== Saved data entries ==
=== Section Start ===
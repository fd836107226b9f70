//! Roster import from a JSON document.
//!
//! The document mirrors the host platform's tables with plain integer ids,
//! so a dump of the real system can be loaded without remapping keys.

use std::path::Path;

use anyhow::{Context, Result};
use serde::{Deserialize, Serialize};
use tracing::info;

use crate::db::Db;
use crate::db::schema::COURSE_CONTEXT_LEVEL;

#[derive(Debug, Clone, Default, Serialize, Deserialize)]
pub struct RosterSeed {
    #[serde(default)]
    pub courses: Vec<SeedCourse>,
    #[serde(default)]
    pub users: Vec<SeedUser>,
    #[serde(default)]
    pub enrol_methods: Vec<SeedEnrolMethod>,
    #[serde(default)]
    pub enrolments: Vec<SeedEnrolment>,
    #[serde(default)]
    pub roles: Vec<SeedRole>,
    #[serde(default)]
    pub role_assignments: Vec<SeedRoleAssignment>,
    #[serde(default)]
    pub profile_fields: Vec<SeedProfileField>,
    #[serde(default)]
    pub profile_data: Vec<SeedProfileData>,
}

#[derive(Debug, Clone, Serialize, Deserialize)]
pub struct SeedCourse {
    pub id: i64,
    pub fullname: String,
    pub shortname: String,
    /// Course-level context id. Courses without one cannot be queried.
    #[serde(default)]
    pub context_id: Option<i64>,
}

#[derive(Debug, Clone, Serialize, Deserialize)]
pub struct SeedUser {
    pub id: i64,
    pub firstname: String,
    pub lastname: String,
    pub email: String,
    pub username: String,
    #[serde(default)]
    pub deleted: bool,
}

#[derive(Debug, Clone, Serialize, Deserialize)]
pub struct SeedEnrolMethod {
    pub id: i64,
    pub course_id: i64,
    #[serde(default = "default_method")]
    pub method: String,
}

fn default_method() -> String {
    "manual".to_string()
}

#[derive(Debug, Clone, Serialize, Deserialize)]
pub struct SeedEnrolment {
    pub user_id: i64,
    pub enrol_id: i64,
}

#[derive(Debug, Clone, Serialize, Deserialize)]
pub struct SeedRole {
    pub id: i64,
    pub shortname: String,
}

#[derive(Debug, Clone, Serialize, Deserialize)]
pub struct SeedRoleAssignment {
    pub user_id: i64,
    pub role_id: i64,
    pub context_id: i64,
}

#[derive(Debug, Clone, Serialize, Deserialize)]
pub struct SeedProfileField {
    pub id: i64,
    pub shortname: String,
    pub name: String,
}

#[derive(Debug, Clone, Serialize, Deserialize)]
pub struct SeedProfileData {
    pub user_id: i64,
    pub field_id: i64,
    pub data: String,
}

/// Counts of records written by an import.
#[derive(Debug, Clone, Copy, Default, PartialEq, Eq, Serialize)]
pub struct ImportSummary {
    pub courses: usize,
    pub users: usize,
    pub enrolments: usize,
    pub role_assignments: usize,
    pub profile_values: usize,
}

impl RosterSeed {
    pub fn from_file(path: &Path) -> Result<Self> {
        let content = std::fs::read_to_string(path)
            .with_context(|| format!("Failed to read roster file {}", path.display()))?;
        serde_json::from_str(&content)
            .with_context(|| format!("Failed to parse roster file {}", path.display()))
    }
}

/// Write every record of `seed` into the database.
///
/// Every record is upserted, so importing the same document twice leaves
/// the store unchanged. Enrolments, role assignments and profile values have
/// no host id and are keyed by the ids they link instead.
pub async fn import(db: &Db, seed: &RosterSeed) -> Result<ImportSummary> {
    for course in &seed.courses {
        db.query(
            "UPSERT type::thing('course', $id) CONTENT { fullname: $fullname, shortname: $shortname }",
        )
        .bind(("id", course.id))
        .bind(("fullname", course.fullname.clone()))
        .bind(("shortname", course.shortname.clone()))
        .await?
        .check()?;

        if let Some(context_id) = course.context_id {
            db.query(
                "UPSERT type::thing('context', $id) CONTENT { contextlevel: $level, instanceid: $course_id }",
            )
            .bind(("id", context_id))
            .bind(("level", COURSE_CONTEXT_LEVEL))
            .bind(("course_id", course.id))
            .await?
            .check()?;
        }
    }

    for user in &seed.users {
        db.query(
            r#"
            UPSERT type::thing('user', $id) CONTENT {
                firstname: $firstname,
                lastname: $lastname,
                email: $email,
                username: $username,
                deleted: $deleted
            }
            "#,
        )
        .bind(("id", user.id))
        .bind(("firstname", user.firstname.clone()))
        .bind(("lastname", user.lastname.clone()))
        .bind(("email", user.email.clone()))
        .bind(("username", user.username.clone()))
        .bind(("deleted", user.deleted))
        .await?
        .check()?;
    }

    for method in &seed.enrol_methods {
        db.query(
            "UPSERT type::thing('enrol', $id) CONTENT { course: type::thing('course', $course_id), method: $method }",
        )
        .bind(("id", method.id))
        .bind(("course_id", method.course_id))
        .bind(("method", method.method.clone()))
        .await?
        .check()?;
    }

    for enrolment in &seed.enrolments {
        db.query(
            r#"
            UPSERT type::thing('user_enrolments', [$user_id, $enrol_id]) CONTENT {
                user: type::thing('user', $user_id),
                enrol: type::thing('enrol', $enrol_id)
            }
            "#,
        )
        .bind(("user_id", enrolment.user_id))
        .bind(("enrol_id", enrolment.enrol_id))
        .await?
        .check()?;
    }

    for role in &seed.roles {
        db.query("UPSERT type::thing('role', $id) CONTENT { shortname: $shortname }")
            .bind(("id", role.id))
            .bind(("shortname", role.shortname.clone()))
            .await?
            .check()?;
    }

    for assignment in &seed.role_assignments {
        db.query(
            r#"
            UPSERT type::thing('role_assignments', [$user_id, $role_id, $context_id]) CONTENT {
                user: type::thing('user', $user_id),
                role: type::thing('role', $role_id),
                context: type::thing('context', $context_id)
            }
            "#,
        )
        .bind(("user_id", assignment.user_id))
        .bind(("role_id", assignment.role_id))
        .bind(("context_id", assignment.context_id))
        .await?
        .check()?;
    }

    for field in &seed.profile_fields {
        db.query(
            "UPSERT type::thing('user_info_field', $id) CONTENT { shortname: $shortname, name: $name }",
        )
        .bind(("id", field.id))
        .bind(("shortname", field.shortname.clone()))
        .bind(("name", field.name.clone()))
        .await?
        .check()?;
    }

    for value in &seed.profile_data {
        db.query(
            r#"
            UPSERT type::thing('user_info_data', [$field_id, $user_id]) CONTENT {
                user: type::thing('user', $user_id),
                field: type::thing('user_info_field', $field_id),
                data: $data
            }
            "#,
        )
        .bind(("user_id", value.user_id))
        .bind(("field_id", value.field_id))
        .bind(("data", value.data.clone()))
        .await?
        .check()?;
    }

    let summary = ImportSummary {
        courses: seed.courses.len(),
        users: seed.users.len(),
        enrolments: seed.enrolments.len(),
        role_assignments: seed.role_assignments.len(),
        profile_values: seed.profile_data.len(),
    };
    info!(?summary, "Imported roster");
    Ok(summary)
}
//! Tool registry for managing MCP tool handlers.
//!
//! Provides a `ToolHandler` trait for implementing tools and a `ToolRegistry`
//! for registering and invoking them.

use std::collections::BTreeMap;
use std::future::Future;
use std::pin::Pin;
use std::sync::Arc;

use rmcp::ErrorData as McpError;
use rmcp::model::{CallToolResult, JsonObject, Tool as McpTool};

use crate::auth::CallerContext;

/// Context passed to tool handlers during execution.
#[derive(Debug, Clone)]
pub struct ToolContext {
    /// Caller identified for this session.
    pub caller: CallerContext,
}

impl ToolContext {
    pub fn new(caller: CallerContext) -> Self {
        Self { caller }
    }
}

/// Boxed future returned by [`ToolHandler::execute`].
pub type ToolFuture<'a> = Pin<Box<dyn Future<Output = Result<CallToolResult, McpError>> + Send + 'a>>;

/// Trait for handling MCP tool invocations.
///
/// Each tool implements this trait to define its schema and execution logic.
pub trait ToolHandler: Send + Sync {
    /// Returns the tool's name (e.g., "colab.list_enrolled_users").
    fn name(&self) -> &str;

    /// Returns the tool's human-readable title.
    fn title(&self) -> Option<&str> {
        None
    }

    /// Returns the tool's description.
    fn description(&self) -> &str;

    /// Returns the input schema for this tool.
    fn input_schema(&self) -> JsonObject;

    /// Returns the output schema for this tool (optional).
    fn output_schema(&self) -> Option<JsonObject> {
        None
    }

    /// Executes the tool with the given arguments.
    fn execute<'a>(&'a self, args: JsonObject, ctx: &'a ToolContext) -> ToolFuture<'a>;

    /// Converts this handler to an `McpTool` for use in `list_tools`.
    fn to_mcp_tool(&self) -> McpTool {
        use std::borrow::Cow;

        McpTool {
            name: Cow::Owned(self.name().to_string()),
            title: self.title().map(|s| s.to_string()),
            description: Some(Cow::Owned(self.description().to_string())),
            input_schema: Arc::new(self.input_schema()),
            output_schema: self.output_schema().map(Arc::new),
            annotations: None,
            icons: None,
            meta: None,
        }
    }
}

/// Registry for managing tool handlers.
///
/// Tools are listed in name order.
#[derive(Clone, Default)]
pub struct ToolRegistry {
    handlers: BTreeMap<String, Arc<dyn ToolHandler>>,
}

impl ToolRegistry {
    /// Create a new empty tool registry.
    pub fn new() -> Self {
        Self::default()
    }

    /// Register a tool handler from a type that implements `ToolHandler`.
    pub fn register_handler<T: ToolHandler + 'static>(mut self, handler: T) -> Self {
        self.handlers.insert(handler.name().to_string(), Arc::new(handler));
        self
    }

    /// Get a tool handler by name.
    pub fn get(&self, name: &str) -> Option<Arc<dyn ToolHandler>> {
        self.handlers.get(name).cloned()
    }

    /// List all registered tool names.
    pub fn list_names(&self) -> Vec<String> {
        self.handlers.keys().cloned().collect()
    }

    /// Get all registered tools as `McpTool` instances for `list_tools`.
    pub fn list_tools(&self) -> Vec<McpTool> {
        self.handlers
            .values()
            .map(|handler| handler.to_mcp_tool())
            .collect()
    }

    /// Execute a tool by name with the given arguments.
    pub async fn call_tool(
        &self,
        name: &str,
        args: JsonObject,
        ctx: &ToolContext,
    ) -> Result<CallToolResult, McpError> {
        let handler = self.get(name).ok_or_else(|| {
            McpError::invalid_params(format!("Tool not found: {}", name), None)
        })?;
        handler.execute(args, ctx).await
    }

    /// Return the number of registered tools.
    pub fn len(&self) -> usize {
        self.handlers.len()
    }

    /// Return `true` if no tools are registered.
    pub fn is_empty(&self) -> bool {
        self.handlers.is_empty()
    }
}
//! NewType wrappers for strong typing throughout the roster service.
//!
//! These types prevent accidental mixing of semantically different values
//! (e.g., passing a context id where a course id is expected).

use serde::{Deserialize, Serialize};
use std::fmt;

/// Macro to generate a NewType wrapper around a `String`.
macro_rules! newtype_string {
    (
        $(#[$meta:meta])*
        $name:ident
    ) => {
        $(#[$meta])*
        #[derive(Debug, Clone, PartialEq, Eq, Hash, Serialize, Deserialize)]
        #[serde(transparent)]
        pub struct $name(String);

        impl $name {
            /// Create a new instance.
            pub fn new(value: impl Into<String>) -> Self {
                Self(value.into())
            }

            /// Get the inner value as a string slice.
            pub fn as_str(&self) -> &str {
                &self.0
            }

            /// Consume and return the inner String.
            pub fn into_inner(self) -> String {
                self.0
            }
        }

        impl From<String> for $name {
            fn from(s: String) -> Self {
                Self(s)
            }
        }

        impl From<&str> for $name {
            fn from(s: &str) -> Self {
                Self(s.to_string())
            }
        }

        impl AsRef<str> for $name {
            fn as_ref(&self) -> &str {
                &self.0
            }
        }

        impl fmt::Display for $name {
            fn fmt(&self, f: &mut fmt::Formatter<'_>) -> fmt::Result {
                write!(f, "{}", self.0)
            }
        }

        impl std::borrow::Borrow<str> for $name {
            fn borrow(&self) -> &str {
                &self.0
            }
        }
    };
}

/// Macro to generate a NewType wrapper around an integer row id.
macro_rules! newtype_id {
    (
        $(#[$meta:meta])*
        $name:ident
    ) => {
        $(#[$meta])*
        #[derive(Debug, Clone, Copy, PartialEq, Eq, Hash, PartialOrd, Ord, Serialize, Deserialize)]
        #[serde(transparent)]
        pub struct $name(i64);

        impl $name {
            /// Create a new instance.
            pub const fn new(value: i64) -> Self {
                Self(value)
            }

            /// Get the raw integer value.
            pub const fn get(self) -> i64 {
                self.0
            }
        }

        impl From<i64> for $name {
            fn from(value: i64) -> Self {
                Self(value)
            }
        }

        impl fmt::Display for $name {
            fn fmt(&self, f: &mut fmt::Formatter<'_>) -> fmt::Result {
                write!(f, "{}", self.0)
            }
        }
    };
}

newtype_id!(
    /// Host identifier of a course (`course` table).
    CourseId
);

newtype_id!(
    /// Host identifier of a context. Role assignments are scoped by context,
    /// and every course owns exactly one course-level context.
    ContextId
);

newtype_id!(
    /// Host identifier of a user (`user` table).
    UserId
);

newtype_id!(
    /// Host identifier of a custom profile field definition.
    FieldId
);

newtype_string!(
    /// Stable textual identifier of a role, e.g. "student" or "editingteacher".
    ///
    /// Comparison is case-sensitive: "Student" and "student" are different
    /// roles.
    RoleShortName
);

newtype_string!(
    /// Capability string granted to callers, e.g. "course:view".
    ///
    /// The wildcard capability `*` grants everything.
    Capability
);

newtype_string!(
    /// External caller identifier from the authentication layer.
    ///
    /// This is an API key hash, `api_key:<prefix>`, or "anonymous".
    ExternalUserId
);

newtype_string!(
    /// Identity provider that authenticated the caller.
    ///
    /// Common values: "api_key", "anonymous", "local".
    IdentityProvider
);

newtype_string!(
    /// SHA-256 hex digest of an API key. Raw keys are never stored.
    ApiKeyHash
);

newtype_string!(
    /// Public prefix of an API key, used to identify it in listings
    /// (e.g., "cr_1a2b3c4d").
    ApiKeyPrefix
);

impl Capability {
    /// The wildcard capability.
    pub const WILDCARD: &'static str = "*";

    /// Whether this capability grants `required`.
    pub fn grants(&self, required: &Capability) -> bool {
        self.0 == Self::WILDCARD || self.0 == required.0
    }
}

#[cfg(test)]
mod tests {
    use super::*;

    #[test]
    fn test_capability_grants_exact_and_wildcard() {
        let view = Capability::new("course:view");
        assert!(Capability::new("course:view").grants(&view));
        assert!(Capability::new("*").grants(&view));
        assert!(!Capability::new("course:update").grants(&view));
        assert!(!Capability::new("Course:View").grants(&view));
    }

    #[test]
    fn test_id_serializes_as_plain_integer() {
        let id = CourseId::new(10);
        assert_eq!(serde_json::to_string(&id).unwrap(), "10");
        let back: CourseId = serde_json::from_str("10").unwrap();
        assert_eq!(back, id);
        assert_eq!(id.to_string(), "10");
    }

    #[test]
    fn test_role_short_name_is_case_sensitive() {
        assert_ne!(RoleShortName::new("ta"), RoleShortName::new("TA"));
        assert_eq!(RoleShortName::from("ta").as_str(), "ta");
    }
}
=== Section End ===
== AIM OF THE TASK ==
Examine the records and pull out every line where the string "around" occurs.

== WRITTEN RESPONSE ==
/// Macro to generate a NewType wrapper around a `String`.
/// Macro to generate a NewType wrapper around an integer row id.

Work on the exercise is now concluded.